Data by the Kenya National Bureau of Statistics (KNBS) shows that farmers delivered 2.72 million tonnes of cane to milling factories, a rise of 24 percent compared to a similar period last year.
The last time factories received a higher volume in the first five months was in 2016, when farmers delivered 3.16 million tonnes.
Sugar millers attributed the rise to increased rainfall that is a timely boost to factories that were during a similar period last year struggling with low cane deliveries, attribute to low rainfall.
“Rains have been good since last year and the cane was still growing. Maturity started in January, that is why we are enjoying the high amounts of deliveries,” said Francis Ooko, the receiver manager at Muhoroni Sugar.

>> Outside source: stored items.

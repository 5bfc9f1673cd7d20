//! Splits a server's stdout into JSON-RPC messages.
//!
//! Servers either write one JSON document per line or prefix each body with
//! a `Content-Length` header block; both are accepted, per message.

const MAX_MESSAGE_SIZE: usize = 8 * 1024 * 1024;
const CONTENT_LENGTH: &[u8] = b"content-length:";

#[derive(Debug, Default)]
pub(crate) struct FrameDecoder {
    buffer: Vec<u8>,
    /// Body bytes of a dropped message that have not arrived yet
    skip: usize,
}

enum LengthPrefixed {
    Frame(Vec<u8>),
    Incomplete,
    Discarded,
}

impl FrameDecoder {
    pub(crate) fn push(&mut self, bytes: &[u8]) {
        self.buffer.extend_from_slice(bytes);
    }

    /// Next complete message body, or `None` until more bytes arrive
    pub(crate) fn next_frame(&mut self) -> Option<Vec<u8>> {
        loop {
            if self.skip > 0 {
                let skipped = self.skip.min(self.buffer.len());
                self.buffer.drain(..skipped);
                self.skip -= skipped;
                if self.skip > 0 {
                    return None;
                }
            }

            let leading = self
                .buffer
                .iter()
                .take_while(|b| matches!(**b, b'\n' | b'\r'))
                .count();
            self.buffer.drain(..leading);

            if self.buffer.is_empty() {
                return None;
            }

            if has_content_length_prefix(&self.buffer) {
                match self.take_length_prefixed() {
                    LengthPrefixed::Frame(frame) => return Some(frame),
                    LengthPrefixed::Incomplete => return None,
                    LengthPrefixed::Discarded => continue,
                }
            }

            let newline = self.buffer.iter().position(|b| *b == b'\n')?;
            let mut line: Vec<u8> = self.buffer.drain(..=newline).collect();
            while matches!(line.last(), Some(b'\n' | b'\r')) {
                line.pop();
            }

            if !line.is_empty() {
                return Some(line);
            }
        }
    }

    fn take_length_prefixed(&mut self) -> LengthPrefixed {
        let Some((header_end, delimiter_len)) = find_header_end(&self.buffer) else {
            return LengthPrefixed::Incomplete;
        };
        let body_start = header_end + delimiter_len;

        let length = String::from_utf8_lossy(&self.buffer[..header_end])
            .lines()
            .find_map(|line| {
                let (key, value) = line.split_once(':')?;
                key.trim()
                    .eq_ignore_ascii_case("content-length")
                    .then(|| value.trim().parse::<usize>().ok())
                    .flatten()
            });

        let Some(length) = length else {
            tracing::warn!("dropping MCP header block with an invalid Content-Length");
            self.buffer.drain(..body_start);
            return LengthPrefixed::Discarded;
        };

        if length > MAX_MESSAGE_SIZE {
            tracing::warn!(length, "dropping oversized MCP message");
            let available = self.buffer.len().min(body_start + length);
            self.buffer.drain(..available);
            self.skip = body_start + length - available;
            return LengthPrefixed::Discarded;
        }

        if self.buffer.len() < body_start + length {
            return LengthPrefixed::Incomplete;
        }

        let mut frame: Vec<u8> = self.buffer.drain(..body_start + length).collect();
        LengthPrefixed::Frame(frame.split_off(body_start))
    }
}

fn has_content_length_prefix(buffer: &[u8]) -> bool {
    buffer.len() >= CONTENT_LENGTH.len()
        && buffer[..CONTENT_LENGTH.len()].eq_ignore_ascii_case(CONTENT_LENGTH)
}

fn find_header_end(buffer: &[u8]) -> Option<(usize, usize)> {
    position(buffer, b"\r\n\r\n")
        .map(|pos| (pos, 4))
        .or_else(|| position(buffer, b"\n\n").map(|pos| (pos, 2)))
}

fn position(haystack: &[u8], needle: &[u8]) -> Option<usize> {
    haystack
        .windows(needle.len())
        .position(|window| window == needle)
}

#[cfg(test)]
mod tests {
    use super::*;

    #[test]
    fn decodes_newline_delimited_messages() {
        let mut decoder = FrameDecoder::default();
        decoder.push(b"{\"id\":1}\r\n\n{\"id\":2}\n{\"id\":");

        assert_eq!(decoder.next_frame().unwrap(), b"{\"id\":1}".to_vec());
        assert_eq!(decoder.next_frame().unwrap(), b"{\"id\":2}".to_vec());
        assert!(decoder.next_frame().is_none());

        decoder.push(b"3}\n");
        assert_eq!(decoder.next_frame().unwrap(), b"{\"id\":3}".to_vec());
        assert!(decoder.next_frame().is_none());
    }

    #[test]
    fn decodes_content_length_messages() {
        let body = b"{\"jsonrpc\":\"2.0\",\"id\":1}";
        let mut decoder = FrameDecoder::default();
        decoder.push(format!("Content-Length: {}\r\n\r\n", body.len()).as_bytes());
        assert!(decoder.next_frame().is_none());

        decoder.push(body);
        decoder.push(b"{\"id\":2}\n");
        assert_eq!(decoder.next_frame().unwrap(), body.to_vec());
        assert_eq!(decoder.next_frame().unwrap(), b"{\"id\":2}".to_vec());
    }

    #[test]
    fn drops_oversized_messages_and_resumes_after_them() {
        let mut decoder = FrameDecoder::default();
        decoder.push(format!("content-length: {}\n\n{{}}", MAX_MESSAGE_SIZE + 1).as_bytes());
        assert!(decoder.next_frame().is_none());
        assert!(decoder.buffer.is_empty());
        assert_eq!(decoder.skip, MAX_MESSAGE_SIZE - 1);

        let rest_of_body = vec![b'x'; MAX_MESSAGE_SIZE - 1];
        decoder.push(&rest_of_body[..1024]);
        assert!(decoder.next_frame().is_none());

        decoder.push(&rest_of_body[1024..]);
        decoder.push(b"{\"id\":7}\n");
        assert_eq!(decoder.next_frame().unwrap(), b"{\"id\":7}".to_vec());
        assert_eq!(decoder.skip, 0);
        assert!(decoder.next_frame().is_none());
    }

    #[test]
    fn invalid_content_length_does_not_stall_the_stream() {
        let mut decoder = FrameDecoder::default();
        decoder.push(b"Content-Length: abc\r\n\r\n{}\n");
        decoder.push(b"{\"id\":2}\n");

        assert_eq!(decoder.next_frame().unwrap(), b"{}".to_vec());
        assert_eq!(decoder.next_frame().unwrap(), b"{\"id\":2}".to_vec());
        assert!(decoder.next_frame().is_none());
        assert!(decoder.buffer.is_empty());
    }
}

“Production from the irrigation farms has also increased and we are now having increased yield per hectare.”
Local millers produced 248,945 tonnes of sugar in the period under review at the back of the increase in deliveries up from 216, 281 tonnes in a similar period last year.
State-owned millers have, however, decried lack of funds to repair old equipment and purchase new ones in what has hampered production of sugar.
This is in addition to struggles in paying farmers for their cane with nearly all state owned millers crumbling under the weight of debts to the taxman and bank loans.
The rise in local production however failed to cut imports of the sweetener that rose 23 percent compared to a similar period last year.
Data by the Sugar Directorate shows that Kenya imported 184,677 tonnes of the sweetener between January and April compared to 150,302 tonnes in the corresponding period last year.
A two-kilo packet of branded sugar has now dropped from a high Sh230 in February to Sh210 for the same quantity as the market responds to an increase of cheap sugar in the market.